:: Work item ::
Look for the word "least" in the entries below, then copy every line that has it.

:: Task input ::
- - - - - - -
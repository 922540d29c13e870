pub mod csv_out;
pub mod minimal;
pub mod table;

use crate::OutputFormat;
use serde_json::Value;

/// Dispatch output to the appropriate formatter.
pub fn format_output(format: &OutputFormat, value: &Value) {
    match format {
        OutputFormat::Json => print_json(value),
        OutputFormat::Table => table::print_table(value),
        OutputFormat::Csv => csv_out::print_csv(value),
        OutputFormat::Minimal => minimal::print_minimal(value),
    }
}

/// Pretty-print JSON to stdout.
fn print_json(value: &Value) {
    match serde_json::to_string_pretty(value) {
        Ok(s) => println!("{}", s),
        Err(e) => eprintln!("JSON serialization error: {}", e),
    }
}

/// Render a scalar or nested JSON value as a single cell.
pub(crate) fn cell(value: &Value) -> String {
    match value {
        Value::String(s) => s.clone(),
        Value::Number(n) => n.to_string(),
        Value::Bool(b) => b.to_string(),
        Value::Null => String::new(),
        Value::Array(arr) => arr.iter().map(cell).collect::<Vec<_>>().join(", "),
        Value::Object(_) => serde_json::to_string(value).unwrap_or_default(),
    }
}
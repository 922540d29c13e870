use rust_decimal::Decimal;
use serde::{Deserialize, Serialize};

/// All monetary values, in whole currency units. Wraps Decimal to prevent accidental f64 usage.
pub type Money = Decimal;

/// Rates expressed as percentages (1.2 = 1.2% per month).
pub type Percent = Decimal;

/// Rates expressed as decimal fractions (0.012 = 1.2%).
pub type Rate = Decimal;

/// Decimal places used for currency amounts in official quotes.
pub const CURRENCY_DP: u32 = 2;

/// Standard computation output envelope
#[derive(Debug, Clone, Serialize, Deserialize)]
pub struct ComputationOutput<T: Serialize> {
    pub result: T,
    pub methodology: String,
    pub assumptions: serde_json::Value,
    pub warnings: Vec<String>,
    pub metadata: ComputationMetadata,
}

/// Metadata for every computation
#[derive(Debug, Clone, Serialize, Deserialize)]
pub struct ComputationMetadata {
    pub version: String,
    pub computation_time_us: u64,
    pub precision: String,
}

/// Helper to wrap computation results with metadata
pub fn with_metadata<T: Serialize>(
    methodology: &str,
    assumptions: &impl Serialize,
    warnings: Vec<String>,
    elapsed_us: u64,
    result: T,
) -> ComputationOutput<T> {
    ComputationOutput {
        result,
        methodology: methodology.to_string(),
        assumptions: serde_json::to_value(assumptions).unwrap_or_default(),
        warnings,
        metadata: ComputationMetadata {
            version: env!("CARGO_PKG_VERSION").to_string(),
            computation_time_us: elapsed_us,
            precision: "rust_decimal_128bit".to_string(),
        },
    }
}

/// Convert a percentage into a decimal fraction.
pub fn pct_to_rate(pct: Percent) -> Rate {
    pct / Decimal::ONE_HUNDRED
}
use clap::{Args, Subcommand};
use rust_decimal::Decimal;
use serde_json::Value;

use krediplus_core::simulator::{ConfigPatch, ConfigRegistry, SimulatorConfig};

use crate::store;

#[derive(Subcommand)]
pub enum ConfigCommand {
    /// List every saved configuration
    List,
    /// Show the active configuration
    Show,
    /// Create a new configuration
    Create(CreateArgs),
    /// Update fields of an existing configuration
    Update(UpdateArgs),
    /// Make a configuration the only active one
    Activate {
        /// Configuration id
        id: u64,
    },
    /// Delete an inactive configuration
    Delete {
        /// Configuration id
        id: u64,
    },
}

/// Arguments for creating a configuration
#[derive(Args)]
pub struct CreateArgs {
    /// Monthly interest rate as a percentage (1.3 = 1.3%)
    #[arg(long)]
    pub rate: Decimal,

    /// Minimum loan amount
    #[arg(long)]
    pub min: Decimal,

    /// Maximum loan amount
    #[arg(long)]
    pub max: Decimal,

    /// Offered terms in months, comma separated (e.g. 6,12,24)
    #[arg(long, value_delimiter = ',', required = true)]
    pub terms: Vec<u32>,

    /// Activate the new configuration immediately
    #[arg(long)]
    pub activate: bool,
}

/// Arguments for updating a configuration
#[derive(Args)]
pub struct UpdateArgs {
    /// Configuration id
    pub id: u64,

    /// Monthly interest rate as a percentage
    #[arg(long)]
    pub rate: Option<Decimal>,

    /// Minimum loan amount
    #[arg(long)]
    pub min: Option<Decimal>,

    /// Maximum loan amount
    #[arg(long)]
    pub max: Option<Decimal>,

    /// Offered terms in months, comma separated
    #[arg(long, value_delimiter = ',')]
    pub terms: Option<Vec<u32>>,
}

pub fn run_config(cmd: ConfigCommand, store_path: Option<&str>) -> Result<Value, Box<dyn std::error::Error>> {
    let mut registry = store::load_registry(store_path)?;
    let (value, changed) = apply(&mut registry, cmd)?;
    if changed {
        store::save_registry(store_path, &registry)?;
    }
    Ok(value)
}

/// Run one command against the registry; reports whether it was mutated.
fn apply(registry: &mut ConfigRegistry, cmd: ConfigCommand) -> Result<(Value, bool), Box<dyn std::error::Error>> {
    let outcome = match cmd {
        ConfigCommand::List => (serde_json::to_value(registry.list())?, false),
        ConfigCommand::Show => (serde_json::to_value(registry.active()?)?, false),
        ConfigCommand::Create(args) => {
            let mut config = SimulatorConfig::new(args.rate, args.min, args.max, args.terms);
            config.is_active = args.activate;
            (serde_json::to_value(registry.create(config)?)?, true)
        }
        ConfigCommand::Update(args) => {
            let patch = ConfigPatch {
                monthly_rate_pct: args.rate,
                min_amount: args.min,
                max_amount: args.max,
                available_terms: args.terms,
            };
            (serde_json::to_value(registry.modify(args.id, &patch)?)?, true)
        }
        ConfigCommand::Activate { id } => (serde_json::to_value(registry.activate(id)?)?, true),
        ConfigCommand::Delete { id } => (serde_json::to_value(registry.delete(id)?)?, true),
    };
    Ok(outcome)
}
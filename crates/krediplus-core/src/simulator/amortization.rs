use rust_decimal::{Decimal, RoundingStrategy};
use rust_decimal_macros::dec;
use serde::{Deserialize, Serialize};

use crate::time_value::annuity_payment;
use crate::{pct_to_rate, KrediError, KrediResult, Money, Percent};

/// Smallest positive monthly rate accepted, in percent.
///
/// Below it the interest carried by `(1 + r)^-n` falls under the 28-digit
/// resolution of `Decimal` and the installment collapses to `P / n`, as if
/// the loan were interest free.
pub const MIN_POSITIVE_RATE_PCT: Percent = dec!(0.0000000001);

// ---------------------------------------------------------------------------
// Input / Output types
// ---------------------------------------------------------------------------

#[derive(Debug, Clone, PartialEq, Serialize, Deserialize)]
pub struct SimulationInput {
    /// Requested loan amount.
    pub principal: Money,
    /// Monthly interest rate as a percentage (1.2 = 1.2% per month).
    pub monthly_rate_pct: Percent,
    /// Number of monthly installments.
    pub term_months: u32,
}

#[derive(Debug, Clone, PartialEq, Serialize, Deserialize)]
pub struct SimulationResult {
    /// Fixed installment due each month.
    pub monthly_payment: Money,
    /// `monthly_payment * term_months`
    pub total_to_pay: Money,
    /// `total_to_pay - principal`
    pub total_interest: Money,
}

impl SimulationInput {
    pub fn simulate(&self) -> KrediResult<SimulationResult> {
        simulate(self.principal, self.monthly_rate_pct, self.term_months)
    }
}

impl SimulationResult {
    /// Round every figure to `dp` decimal places for display.
    pub fn rounded(&self, dp: u32) -> SimulationResult {
        let round = |v: Money| v.round_dp_with_strategy(dp, RoundingStrategy::MidpointAwayFromZero);
        SimulationResult {
            monthly_payment: round(self.monthly_payment),
            total_to_pay: round(self.total_to_pay),
            total_interest: round(self.total_interest),
        }
    }
}

// ---------------------------------------------------------------------------
// Public API
// ---------------------------------------------------------------------------

/// Fixed monthly installment and totals for a standard amortising loan.
///
/// `monthly_payment = P·r / (1 - (1 + r)^-n)` with `r = monthly_rate_pct / 100`,
/// or `P / n` when the rate is zero. No rounding is applied.
///
/// Positive rates under [`MIN_POSITIVE_RATE_PCT`] and loans whose totals do
/// not fit in a `Decimal` are rejected with `InvalidArgument`.
pub fn simulate(
    principal: Money,
    monthly_rate_pct: Percent,
    term_months: u32,
) -> KrediResult<SimulationResult> {
    validate_input(principal, monthly_rate_pct, term_months)?;

    let rate = pct_to_rate(monthly_rate_pct);
    let monthly_payment = annuity_payment(principal, rate, term_months)?;
    let total_to_pay = monthly_payment
        .checked_mul(Decimal::from(term_months))
        .ok_or_else(|| KrediError::InvalidArgument {
            field: "principal".into(),
            reason: "Total to pay exceeds the decimal range.".into(),
        })?;
    let total_interest = total_to_pay - principal;

    log::debug!(
        "simulated principal={principal} rate={monthly_rate_pct}% term={term_months}: payment={monthly_payment}"
    );

    Ok(SimulationResult {
        monthly_payment,
        total_to_pay,
        total_interest,
    })
}

// ---------------------------------------------------------------------------
// Internal helpers
// ---------------------------------------------------------------------------

fn validate_input(principal: Money, monthly_rate_pct: Percent, term_months: u32) -> KrediResult<()> {
    if principal <= Decimal::ZERO {
        return Err(KrediError::InvalidArgument {
            field: "principal".into(),
            reason: "Principal must be positive.".into(),
        });
    }
    if monthly_rate_pct < Decimal::ZERO {
        return Err(KrediError::InvalidArgument {
            field: "monthly_rate_pct".into(),
            reason: "Monthly rate cannot be negative.".into(),
        });
    }
    if monthly_rate_pct > Decimal::ZERO && monthly_rate_pct < MIN_POSITIVE_RATE_PCT {
        return Err(KrediError::InvalidArgument {
            field: "monthly_rate_pct".into(),
            reason: format!("Positive monthly rate must be at least {MIN_POSITIVE_RATE_PCT}%."),
        });
    }
    if term_months == 0 {
        return Err(KrediError::InvalidArgument {
            field: "term_months".into(),
            reason: "Term must be at least one month.".into(),
        });
    }
    Ok(())
}

// ---------------------------------------------------------------------------
// Tests
// ---------------------------------------------------------------------------
pub mod config;
pub mod simulator;
use std::fs;
use std::path::Path;

use krediplus_core::simulator::ConfigRegistry;

#[derive(Debug, Clone, Copy, PartialEq)]
enum StoreFormat {
    Yaml,
    Json,
}

fn format_of(path: &Path) -> StoreFormat {
    match path.extension().and_then(|e| e.to_str()) {
        Some("yaml") | Some("yml") => StoreFormat::Yaml,
        _ => StoreFormat::Json,
    }
}

/// Load the configuration registry. No path, or a path that does not exist
/// yet, yields the stock registry with one active default configuration.
pub fn load_registry(path: Option<&str>) -> Result<ConfigRegistry, Box<dyn std::error::Error>> {
    let Some(path) = path else {
        log::debug!("no store given; using the stock simulator configuration");
        return Ok(ConfigRegistry::with_default());
    };

    let p = Path::new(path);
    if !p.exists() {
        log::info!("store '{}' not found; starting from the stock configuration", p.display());
        return Ok(ConfigRegistry::with_default());
    }
    if !p.is_file() {
        return Err(format!("Not a file: {}", p.display()).into());
    }

    let contents = fs::read_to_string(p)
        .map_err(|e| format!("Failed to read '{}': {}", p.display(), e))?;
    let registry: ConfigRegistry = match format_of(p) {
        StoreFormat::Yaml => serde_yaml::from_str(&contents)
            .map_err(|e| format!("Failed to parse '{}': {}", p.display(), e))?,
        StoreFormat::Json => serde_json::from_str(&contents)
            .map_err(|e| format!("Failed to parse '{}': {}", p.display(), e))?,
    };
    log::debug!("loaded {} simulator config(s) from '{}'", registry.list().len(), p.display());
    Ok(registry)
}

/// Persist the registry. Without a path the change only lives for this run.
pub fn save_registry(path: Option<&str>, registry: &ConfigRegistry) -> Result<(), Box<dyn std::error::Error>> {
    let Some(path) = path else {
        log::warn!("no --store given; configuration changes are not persisted");
        return Ok(());
    };

    let p = Path::new(path);
    let contents = match format_of(p) {
        StoreFormat::Yaml => serde_yaml::to_string(registry)?,
        StoreFormat::Json => serde_json::to_string_pretty(registry)?,
    };
    fs::write(p, contents).map_err(|e| format!("Failed to write '{}': {}", p.display(), e))?;
    log::info!("saved {} simulator config(s) to '{}'", registry.list().len(), p.display());
    Ok(())
}
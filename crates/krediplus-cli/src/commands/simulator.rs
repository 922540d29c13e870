use clap::Args;
use rust_decimal::Decimal;
use serde_json::{json, Value};

use krediplus_core::simulator::{self, SimulationInput};

use crate::input;
use crate::store;

/// Arguments for a raw simulation
#[derive(Args)]
pub struct SimulateArgs {
    /// Path to JSON input file (overrides individual flags)
    #[arg(long)]
    pub input: Option<String>,

    /// Requested loan amount
    #[arg(long, alias = "principal")]
    pub amount: Option<Decimal>,

    /// Monthly interest rate as a percentage (1.2 = 1.2%)
    #[arg(long)]
    pub rate: Option<Decimal>,

    /// Number of monthly installments
    #[arg(long, alias = "months")]
    pub term: Option<u32>,

    /// Round figures to this many decimal places for display
    #[arg(long)]
    pub round: Option<u32>,
}

/// Arguments for an official quote
#[derive(Args)]
pub struct QuoteArgs {
    /// Requested loan amount
    #[arg(long)]
    pub amount: Decimal,

    /// Number of monthly installments
    #[arg(long, alias = "months")]
    pub term: u32,
}

/// Arguments for request validation
#[derive(Args)]
pub struct ValidateArgs {
    /// Requested loan amount
    #[arg(long)]
    pub amount: Decimal,

    /// Number of monthly installments
    #[arg(long, alias = "months")]
    pub term: u32,
}

pub fn run_simulate(args: SimulateArgs) -> Result<Value, Box<dyn std::error::Error>> {
    let from_flags = args.amount.is_some() || args.rate.is_some() || args.term.is_some();
    let sim_input: SimulationInput = if let Some(ref path) = args.input {
        input::file::read_json(path)?
    } else if from_flags {
        SimulationInput {
            principal: args.amount
                .ok_or("--amount is required (or provide --input)")?,
            monthly_rate_pct: args.rate
                .ok_or("--rate is required (or provide --input)")?,
            term_months: args.term
                .ok_or("--term is required (or provide --input)")?,
        }
    } else if let Some(data) = input::stdin::read_stdin()? {
        data
    } else {
        return Err("--amount, --rate and --term, --input <file.json> or stdin required".into());
    };

    let mut result = sim_input.simulate()?;
    if let Some(dp) = args.round {
        result = result.rounded(dp);
    }

    Ok(json!({
        "input": sim_input,
        "result": result,
        "methodology": "Fixed-rate annuity estimate",
    }))
}

pub fn run_quote(args: QuoteArgs, store_path: Option<&str>) -> Result<Value, Box<dyn std::error::Error>> {
    let registry = store::load_registry(store_path)?;
    let config = registry.active()?;
    let result = simulator::quote(config, args.amount, args.term)?;
    Ok(serde_json::to_value(result)?)
}

pub fn run_validate(args: ValidateArgs, store_path: Option<&str>) -> Result<Value, Box<dyn std::error::Error>> {
    let registry = store::load_registry(store_path)?;
    let config = registry.active()?;
    let report = simulator::validate_parameters(config, args.amount, args.term);
    Ok(serde_json::to_value(report)?)
}
use chrono::{DateTime, Utc};
use rust_decimal::Decimal;
use rust_decimal_macros::dec;
use serde::{Deserialize, Serialize};

use crate::{KrediError, KrediResult, Money, Percent};

/// Highest monthly rate an administrator may configure (10% per month).
pub const MAX_MONTHLY_RATE_PCT: Percent = dec!(10);

/// Longest term, in months, a configuration may offer.
pub const MAX_TERM_MONTHS: u32 = 120;

pub const DEFAULT_MONTHLY_RATE_PCT: Percent = dec!(1.3);
pub const DEFAULT_MIN_AMOUNT: Money = dec!(100_000);
pub const DEFAULT_MAX_AMOUNT: Money = dec!(100_000_000);
pub const DEFAULT_TERMS: [u32; 8] = [6, 12, 18, 24, 36, 48, 60, 72];

// ---------------------------------------------------------------------------
// Types
// ---------------------------------------------------------------------------

/// Policy the official simulator applies: the rate it charges, the amounts
/// it lends and the terms it offers.
#[derive(Debug, Clone, PartialEq, Serialize, Deserialize)]
pub struct SimulatorConfig {
    #[serde(default, skip_serializing_if = "Option::is_none")]
    pub id: Option<u64>,
    pub monthly_rate_pct: Percent,
    pub min_amount: Money,
    pub max_amount: Money,
    pub available_terms: Vec<u32>,
    #[serde(default)]
    pub is_active: bool,
    #[serde(default = "Utc::now")]
    pub created_at: DateTime<Utc>,
}

/// Partial update. Absent fields keep their current value; activation is
/// not patchable.
#[derive(Debug, Clone, Default, PartialEq, Serialize, Deserialize)]
pub struct ConfigPatch {
    #[serde(default, skip_serializing_if = "Option::is_none")]
    pub monthly_rate_pct: Option<Percent>,
    #[serde(default, skip_serializing_if = "Option::is_none")]
    pub min_amount: Option<Money>,
    #[serde(default, skip_serializing_if = "Option::is_none")]
    pub max_amount: Option<Money>,
    #[serde(default, skip_serializing_if = "Option::is_none")]
    pub available_terms: Option<Vec<u32>>,
}

impl Default for SimulatorConfig {
    fn default() -> Self {
        SimulatorConfig::new(
            DEFAULT_MONTHLY_RATE_PCT,
            DEFAULT_MIN_AMOUNT,
            DEFAULT_MAX_AMOUNT,
            DEFAULT_TERMS.to_vec(),
        )
    }
}

impl SimulatorConfig {
    /// Build an inactive, unsaved configuration. Terms are sorted and
    /// de-duplicated; call [`SimulatorConfig::validate`] before use.
    pub fn new(
        monthly_rate_pct: Percent,
        min_amount: Money,
        max_amount: Money,
        available_terms: Vec<u32>,
    ) -> Self {
        SimulatorConfig {
            id: None,
            monthly_rate_pct,
            min_amount,
            max_amount,
            available_terms: normalize_terms(available_terms),
            is_active: false,
            created_at: Utc::now(),
        }
    }

    pub fn validate(&self) -> KrediResult<()> {
        if self.monthly_rate_pct <= Decimal::ZERO || self.monthly_rate_pct > MAX_MONTHLY_RATE_PCT {
            return Err(KrediError::InvalidConfig {
                field: "monthly_rate_pct".into(),
                reason: format!("Monthly rate must be above 0% and at most {MAX_MONTHLY_RATE_PCT}%."),
            });
        }
        if self.min_amount <= Decimal::ZERO {
            return Err(KrediError::InvalidConfig {
                field: "min_amount".into(),
                reason: "Minimum amount must be positive.".into(),
            });
        }
        if self.max_amount <= Decimal::ZERO {
            return Err(KrediError::InvalidConfig {
                field: "max_amount".into(),
                reason: "Maximum amount must be positive.".into(),
            });
        }
        if self.min_amount >= self.max_amount {
            return Err(KrediError::InvalidConfig {
                field: "max_amount".into(),
                reason: "Maximum amount must be greater than the minimum amount.".into(),
            });
        }
        if self.available_terms.is_empty() {
            return Err(KrediError::InvalidConfig {
                field: "available_terms".into(),
                reason: "At least one term must be offered.".into(),
            });
        }
        if let Some(bad) = self
            .available_terms
            .iter()
            .find(|t| **t == 0 || **t > MAX_TERM_MONTHS)
        {
            return Err(KrediError::InvalidConfig {
                field: "available_terms".into(),
                reason: format!("Term {bad} is outside 1..={MAX_TERM_MONTHS} months."),
            });
        }
        Ok(())
    }

    /// Merge `patch` into a copy of this config and validate the result.
    /// Identity, activation and creation time are preserved.
    pub fn apply_patch(&self, patch: &ConfigPatch) -> KrediResult<SimulatorConfig> {
        let updated = SimulatorConfig {
            id: self.id,
            monthly_rate_pct: patch.monthly_rate_pct.unwrap_or(self.monthly_rate_pct),
            min_amount: patch.min_amount.unwrap_or(self.min_amount),
            max_amount: patch.max_amount.unwrap_or(self.max_amount),
            available_terms: match &patch.available_terms {
                Some(terms) => normalize_terms(terms.clone()),
                None => self.available_terms.clone(),
            },
            is_active: self.is_active,
            created_at: self.created_at,
        };

        if updated.max_amount <= updated.min_amount {
            return Err(KrediError::InvalidConfig {
                field: "max_amount".into(),
                reason: "Maximum amount must be greater than the minimum amount.".into(),
            });
        }
        updated.validate()?;
        Ok(updated)
    }

    /// Whether `amount` lies within the inclusive lending range.
    pub fn allows_amount(&self, amount: Money) -> bool {
        amount >= self.min_amount && amount <= self.max_amount
    }

    pub fn allows_term(&self, term_months: u32) -> bool {
        self.available_terms.contains(&term_months)
    }
}

fn normalize_terms(mut terms: Vec<u32>) -> Vec<u32> {
    terms.sort_unstable();
    terms.dedup();
    terms
}

// ---------------------------------------------------------------------------
// Tests
// ---------------------------------------------------------------------------
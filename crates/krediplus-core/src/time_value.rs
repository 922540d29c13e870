use rust_decimal::Decimal;
use rust_decimal::MathematicalOps;

use crate::error::KrediError;
use crate::types::{Money, Rate};
use crate::KrediResult;

/// Discount factor `(1 + r)^-n` for `n` whole periods.
///
/// When `(1 + r)^n` exceeds the decimal range the factor is
/// indistinguishable from zero and zero is returned.
pub fn discount_factor(rate: Rate, nper: u32) -> KrediResult<Rate> {
    if rate <= Decimal::NEGATIVE_ONE {
        return Err(KrediError::InvalidArgument {
            field: "rate".into(),
            reason: "Periodic rate must be greater than -100%".into(),
        });
    }

    let one_plus_r = Decimal::ONE
        .checked_add(rate)
        .ok_or_else(|| out_of_range("rate", "Periodic rate is too large"))?;
    match one_plus_r.checked_powi(i64::from(nper)) {
        Some(growth) if !growth.is_zero() => Decimal::ONE
            .checked_div(growth)
            .ok_or_else(|| out_of_range("rate", "Discount factor is outside the decimal range")),
        _ => Ok(Decimal::ZERO),
    }
}

/// Level payment that amortises `principal` over `nper` periods at `rate`.
///
/// Returned as a positive amount, not with the spreadsheet PMT sign
/// convention. A zero rate spreads the principal evenly. A zero annuity
/// denominator yields a zero payment. A payment too large for a `Decimal`
/// is an `InvalidArgument` error, never a panic.
pub fn annuity_payment(principal: Money, rate: Rate, nper: u32) -> KrediResult<Money> {
    if nper == 0 {
        return Err(KrediError::InvalidArgument {
            field: "nper".into(),
            reason: "Number of periods must be > 0".into(),
        });
    }

    if rate.is_zero() {
        return Ok(principal / Decimal::from(nper));
    }

    let denominator = Decimal::ONE - discount_factor(rate, nper)?;
    if denominator.is_zero() {
        log::warn!(
            "annuity denominator is zero (rate={rate}, nper={nper}); payment reported as 0"
        );
        return Ok(Decimal::ZERO);
    }

    principal
        .checked_mul(rate)
        .and_then(|interest| interest.checked_div(denominator))
        .ok_or_else(|| out_of_range("principal", "Installment exceeds the decimal range for this principal and rate"))
}

fn out_of_range(field: &str, reason: &str) -> KrediError {
    KrediError::InvalidArgument {
        field: field.into(),
        reason: reason.into(),
    }
}
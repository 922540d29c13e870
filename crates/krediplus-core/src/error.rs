use rust_decimal::Decimal;
use thiserror::Error;

#[derive(Debug, Error)]
pub enum KrediError {
    #[error("Invalid argument: {field} — {reason}")]
    InvalidArgument { field: String, reason: String },

    #[error("Invalid simulator configuration: {field} — {reason}")]
    InvalidConfig { field: String, reason: String },

    #[error("Amount {amount} is outside the allowed range [{min}, {max}]")]
    AmountOutOfRange {
        amount: Decimal,
        min: Decimal,
        max: Decimal,
    },

    #[error("Term of {term} months is not offered (available: {available:?})")]
    TermNotAvailable { term: u32, available: Vec<u32> },

    #[error("Simulator configuration {0} not found")]
    ConfigNotFound(u64),

    #[error("No active simulator configuration; activate one first")]
    NoActiveConfig,

    #[error("Simulator configuration {0} is active and cannot be deleted; activate another one first")]
    ActiveConfigDeletion(u64),

    #[error("Serialization error: {0}")]
    SerializationError(String),
}

impl From<serde_json::Error> for KrediError {
    fn from(e: serde_json::Error) -> Self {
        KrediError::SerializationError(e.to_string())
    }
}
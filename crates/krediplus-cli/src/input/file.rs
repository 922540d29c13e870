use serde::de::DeserializeOwned;
use std::fs;
use std::path::{Path, PathBuf};

/// Read a JSON request file and deserialise into a typed struct.
pub fn read_json<T: DeserializeOwned>(path: &str) -> Result<T, Box<dyn std::error::Error>> {
    let canonical = resolve_path(path)?;
    let contents = fs::read_to_string(&canonical)
        .map_err(|e| format!("Failed to read '{}': {}", canonical.display(), e))?;
    let value: T = serde_json::from_str(&contents)
        .map_err(|e| format!("Failed to parse '{}': {}", canonical.display(), e))?;
    Ok(value)
}

/// Resolve relative paths against the working directory and make sure the
/// target is an existing regular file.
fn resolve_path(path: &str) -> Result<PathBuf, Box<dyn std::error::Error>> {
    let p = Path::new(path);
    let canonical = if p.is_absolute() {
        p.to_path_buf()
    } else {
        std::env::current_dir()?.join(p)
    };

    if !canonical.exists() {
        return Err(format!("File not found: {}", canonical.display()).into());
    }
    if !canonical.is_file() {
        return Err(format!("Not a file: {}", canonical.display()).into());
    }

    Ok(canonical)
}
- - - - - - -
:: Task solution ::
            reason: format!("Positive monthly rate must be at least {MIN_POSITIVE_RATE_PCT}%."),
            reason: "Term must be at least one month.".into(),
                reason: "At least one term must be offered.".into(),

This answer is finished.